Anna Rawhiti-Connell’s ode to Director-General of Health Ashley Bloomfield – the balm for our furrowed brows
When children ask me what I did during the great pandemic of the 2020s, I will tell them I participated in idolatry so egregious that the Golden Calf would’ve blushed a dusky shade of metallic rose.
Every day, at 1pm, I tune in to my new favourite TV programme, the Ashley Bloomfield Show starring Ashley Bloomfield.
Ashley Bloomfield is our Director-General of Health and can only be referred to by his full name, for that is the level of reverence Ashley Bloomfield deserves.
On Saturday, I checked with Twitter to see if the Ashley Bloomfield show would be on, pre-emptively girding my loins for the news I knew was coming. Confirmation came via a tweet from my friend Veronica. “Today is the day: Ashley Bloomfield is taking a day off” it read.
In the time it took for me to accept that Ashley Bloomfield needed a day off and that what was good for Ashley Bloomfield was good for the country, my friend’s simple tweet had gone slightly viral. The nation was collectively breathing a sigh of relief into the crooks of their elbows. Ashley Bloomfield was having a day of rest.
On Sunday, Ashley Bloomfield returned to his rightful place as host of the Ashley Bloomfield Power Hour. On being asked about how many people with Covid-19 were Māori or Pasifika, Ashley Bloomfield gave the exact percentages to one decimal place.
As if in an Ashley Bloomfield Fan Club fever dream, I tweeted about this magnificent feat. “Ashley ‘Off the top of my head, here are the exact percentages’ Bloomfield” the tweet read.
Like my friend’s tweet the day before, this tweet went a little viral. My Twitter account became the national headquarters for the Ashley Bloomfield fan club. Hundreds of like-minded souls have since followed me. If Ashley Bloomfield were Jesus, I am at least one of the lesser known apostles now. Jude Thaddeus perhaps.
On Monday Ashley Bloomfield was compared to Superman by the New Zealand Film Parallels Twitter account. ‘Perfect!’ I exclaimed in a WhatsApp chat group. Once reserved for discussions about the lives of the people in it, this group is now a fully operational branch of the Ashley Bloomfield appreciation society.
Ashley Bloomfield, like the Tiger King, is now memetic. As I write, Ashley Bloomfield is the number one trend on Twitter. Ashley Bloomfield has gone coronaviral.
I do not tweet about Ashley Bloomfield for superficial online fame or gain. I tweet about Ashley Bloomfield as if I am invoking an ancient protection charm. As if urgent, punctuation-free tweets about Ashley Bloomfield will keep Ashley Bloomfield safe.

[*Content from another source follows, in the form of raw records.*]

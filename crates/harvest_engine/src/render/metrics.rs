//! Advance widths of the built-in Helvetica faces, in 1/1000 em.
//!
//! Only printable ASCII is tabulated; the Latin-1 upper half uses an average
//! width, which is close enough for line breaking.

use super::layout::FontWeight;

const FIRST_TABULATED: u32 = 32;
const FALLBACK_WIDTH: u16 = 556;
const PT_TO_MM: f32 = 0.352_778;

#[rustfmt::skip]
const HELVETICA: [u16; 95] = [
    278, 278, 355, 556, 556, 889, 667, 191, 333, 333, 389, 584, 278, 333, 278, 278,
    556, 556, 556, 556, 556, 556, 556, 556, 556, 556,
    278, 278, 584, 584, 584, 556, 1015,
    667, 667, 722, 722, 667, 611, 778, 722, 278, 500, 667, 556, 833,
    722, 778, 667, 778, 722, 667, 611, 722, 667, 944, 667, 667, 611,
    278, 278, 278, 469, 556, 333,
    556, 556, 500, 556, 556, 278, 556, 556, 222, 222, 500, 222, 833,
    556, 556, 556, 556, 333, 500, 278, 556, 500, 722, 500, 500, 500,
    334, 260, 334, 584,
];

#[rustfmt::skip]
const HELVETICA_BOLD: [u16; 95] = [
    278, 333, 474, 556, 556, 889, 722, 238, 333, 333, 389, 584, 278, 333, 278, 278,
    556, 556, 556, 556, 556, 556, 556, 556, 556, 556,
    333, 333, 584, 584, 584, 611, 975,
    722, 722, 722, 722, 667, 611, 778, 722, 278, 556, 722, 611, 833,
    722, 778, 667, 778, 722, 667, 611, 722, 667, 944, 667, 667, 611,
    333, 278, 333, 584, 556, 333,
    556, 611, 556, 611, 556, 333, 611, 611, 278, 278, 556, 278, 889,
    611, 611, 611, 611, 389, 556, 333, 611, 556, 778, 556, 556, 500,
    389, 280, 389, 584,
];

fn char_width(c: char, weight: FontWeight) -> u16 {
    let table = match weight {
        FontWeight::Regular => &HELVETICA,
        FontWeight::Bold => &HELVETICA_BOLD,
    };
    (c as u32)
        .checked_sub(FIRST_TABULATED)
        .and_then(|idx| table.get(idx as usize))
        .copied()
        .unwrap_or(FALLBACK_WIDTH)
}

/// Rendered width of `text` in millimetres.
pub fn text_width_mm(text: &str, weight: FontWeight, size_pt: f32) -> f32 {
    let units: u32 = text.chars().map(|c| u32::from(char_width(c, weight))).sum();
    units as f32 / 1000.0 * size_pt * PT_TO_MM
}

pub fn pt_to_mm(pt: f32) -> f32 {
    pt * PT_TO_MM
}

There is no ultimate end goal for me beyond this. Every tweet is a feather in an invisible korowai, wrapped around Ashley Bloomfield, protecting him from the Rona. I fear what will happen if Ashley Bloomfield is ill and unable to reassure us every day at 1pm with nothing but calm factual statements and nice hair. Ashley Bloomfield is a balm for our furrowed brows.
I have reassured my husband that he has nothing to worry about. My feelings for Ashley Bloomfield are entirely platonic. Hero-worshiping, comfort-seeking, idolising, panic-stricken, platonic adoration.
I can never meet Ashley Bloomfield in real life anyway. They say never meet your heroes, but I know I wouldn’t be disappointed. I can never meet Ashley Bloomfield because I would die of embarrassment. Ashley Bloomfield mightn’t know about this column or the 847 tweets I will send about him, but I would, and the only guaranteed physical response to meeting Ashley Bloomfield with that knowledge would be for me to blush a dusky shade, flush from feet to forehead, burn up and burst into flames.
After all Ashley Bloomfield’s hard work keeping me and the rest of the country from dying of coronavirus, this would be an affront to his labour.
As I am at the bargaining stage of the coronavirus/Kubler Ross grief trough, I am hedging my bets with omnistic prayers for Ashley Bloomfield’s safety.
I start with Jesus, hoping he might remember me from notable events like my baptism, Holy Communion and confirmation and move through the spectrum of religion towards science, ending by lighting a candle to honour the space time continuum.
‘Dear Jesus and/or subatomic particles’ I pray.
‘Please keep Ashley Bloomfield safe.
I promise to read The Luminaries if you do.